- _WORK INSTRUCTION_
The lines to be copied are those below that contain "await".

- _DATASET EXTRACT_
- Opening Delimiter -
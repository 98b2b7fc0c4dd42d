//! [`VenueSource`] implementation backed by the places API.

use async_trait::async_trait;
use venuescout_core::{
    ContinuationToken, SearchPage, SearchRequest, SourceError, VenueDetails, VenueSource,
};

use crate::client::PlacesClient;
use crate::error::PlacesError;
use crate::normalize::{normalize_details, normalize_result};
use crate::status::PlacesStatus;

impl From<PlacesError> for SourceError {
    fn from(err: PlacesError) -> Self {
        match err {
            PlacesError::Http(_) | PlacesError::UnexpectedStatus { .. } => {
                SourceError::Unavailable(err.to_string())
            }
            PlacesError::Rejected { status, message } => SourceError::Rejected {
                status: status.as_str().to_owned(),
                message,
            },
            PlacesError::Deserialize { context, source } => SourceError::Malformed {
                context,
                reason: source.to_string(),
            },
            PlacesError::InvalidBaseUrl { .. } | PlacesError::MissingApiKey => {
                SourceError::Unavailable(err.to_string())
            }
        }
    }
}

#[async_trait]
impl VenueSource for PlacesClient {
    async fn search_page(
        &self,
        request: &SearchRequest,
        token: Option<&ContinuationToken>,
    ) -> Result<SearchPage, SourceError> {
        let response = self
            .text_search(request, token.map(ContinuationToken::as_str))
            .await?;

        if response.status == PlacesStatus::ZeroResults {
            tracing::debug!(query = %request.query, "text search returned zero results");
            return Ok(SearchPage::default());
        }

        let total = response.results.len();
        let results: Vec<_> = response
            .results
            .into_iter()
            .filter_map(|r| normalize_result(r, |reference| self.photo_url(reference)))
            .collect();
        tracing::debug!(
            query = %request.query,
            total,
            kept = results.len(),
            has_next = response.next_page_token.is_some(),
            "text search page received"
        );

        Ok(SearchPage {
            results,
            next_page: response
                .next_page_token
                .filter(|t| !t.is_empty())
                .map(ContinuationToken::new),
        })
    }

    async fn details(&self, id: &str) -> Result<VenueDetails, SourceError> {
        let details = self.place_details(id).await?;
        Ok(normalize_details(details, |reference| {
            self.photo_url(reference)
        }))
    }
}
- Closing Delimiter -
- Opening Delimiter -
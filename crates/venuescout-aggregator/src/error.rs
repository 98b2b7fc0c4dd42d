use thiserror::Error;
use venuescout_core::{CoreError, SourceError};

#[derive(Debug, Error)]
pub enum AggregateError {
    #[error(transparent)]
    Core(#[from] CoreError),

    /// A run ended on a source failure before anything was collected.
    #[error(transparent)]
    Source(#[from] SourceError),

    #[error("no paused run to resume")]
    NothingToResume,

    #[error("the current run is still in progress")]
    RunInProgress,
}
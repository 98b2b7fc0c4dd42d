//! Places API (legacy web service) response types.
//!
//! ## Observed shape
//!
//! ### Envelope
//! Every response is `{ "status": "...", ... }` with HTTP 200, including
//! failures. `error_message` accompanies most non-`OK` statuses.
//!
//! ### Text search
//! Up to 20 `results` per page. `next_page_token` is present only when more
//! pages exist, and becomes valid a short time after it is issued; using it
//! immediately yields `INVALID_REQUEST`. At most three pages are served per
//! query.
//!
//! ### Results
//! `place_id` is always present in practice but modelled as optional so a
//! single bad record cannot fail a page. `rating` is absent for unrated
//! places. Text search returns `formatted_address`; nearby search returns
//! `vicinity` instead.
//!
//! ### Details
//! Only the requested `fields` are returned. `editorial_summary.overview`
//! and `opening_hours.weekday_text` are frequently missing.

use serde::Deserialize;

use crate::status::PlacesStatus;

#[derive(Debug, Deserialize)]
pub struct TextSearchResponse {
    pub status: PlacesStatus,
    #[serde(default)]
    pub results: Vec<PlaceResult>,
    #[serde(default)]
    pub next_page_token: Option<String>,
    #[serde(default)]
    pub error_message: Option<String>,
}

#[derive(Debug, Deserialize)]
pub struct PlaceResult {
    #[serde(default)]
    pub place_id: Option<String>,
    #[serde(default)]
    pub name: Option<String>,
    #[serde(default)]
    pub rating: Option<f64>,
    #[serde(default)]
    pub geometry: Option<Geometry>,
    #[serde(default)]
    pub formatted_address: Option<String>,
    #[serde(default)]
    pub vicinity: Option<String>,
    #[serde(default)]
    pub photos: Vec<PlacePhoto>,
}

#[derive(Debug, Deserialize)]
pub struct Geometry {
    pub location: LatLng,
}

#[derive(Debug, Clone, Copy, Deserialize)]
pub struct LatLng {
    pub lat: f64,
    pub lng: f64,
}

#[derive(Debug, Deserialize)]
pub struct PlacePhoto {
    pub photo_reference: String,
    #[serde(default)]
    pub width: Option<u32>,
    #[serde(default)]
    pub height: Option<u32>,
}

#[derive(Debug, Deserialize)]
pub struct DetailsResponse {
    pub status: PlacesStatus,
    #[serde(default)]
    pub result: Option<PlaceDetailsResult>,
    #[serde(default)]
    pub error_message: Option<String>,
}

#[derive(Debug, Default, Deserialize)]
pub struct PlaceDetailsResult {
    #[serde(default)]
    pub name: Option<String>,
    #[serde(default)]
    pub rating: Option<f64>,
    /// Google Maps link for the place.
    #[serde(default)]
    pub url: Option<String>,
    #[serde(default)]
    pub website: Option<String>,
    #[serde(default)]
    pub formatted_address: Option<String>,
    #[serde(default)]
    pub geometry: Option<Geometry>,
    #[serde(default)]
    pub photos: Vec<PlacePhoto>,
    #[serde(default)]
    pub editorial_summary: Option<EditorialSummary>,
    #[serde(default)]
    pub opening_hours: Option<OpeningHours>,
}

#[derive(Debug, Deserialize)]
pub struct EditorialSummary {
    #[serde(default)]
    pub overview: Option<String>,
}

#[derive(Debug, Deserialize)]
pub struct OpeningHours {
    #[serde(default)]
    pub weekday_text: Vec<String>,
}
- Closing Delimiter -
- _WORKED SOLUTION_
            .await?;
        let details = self.place_details(id).await?;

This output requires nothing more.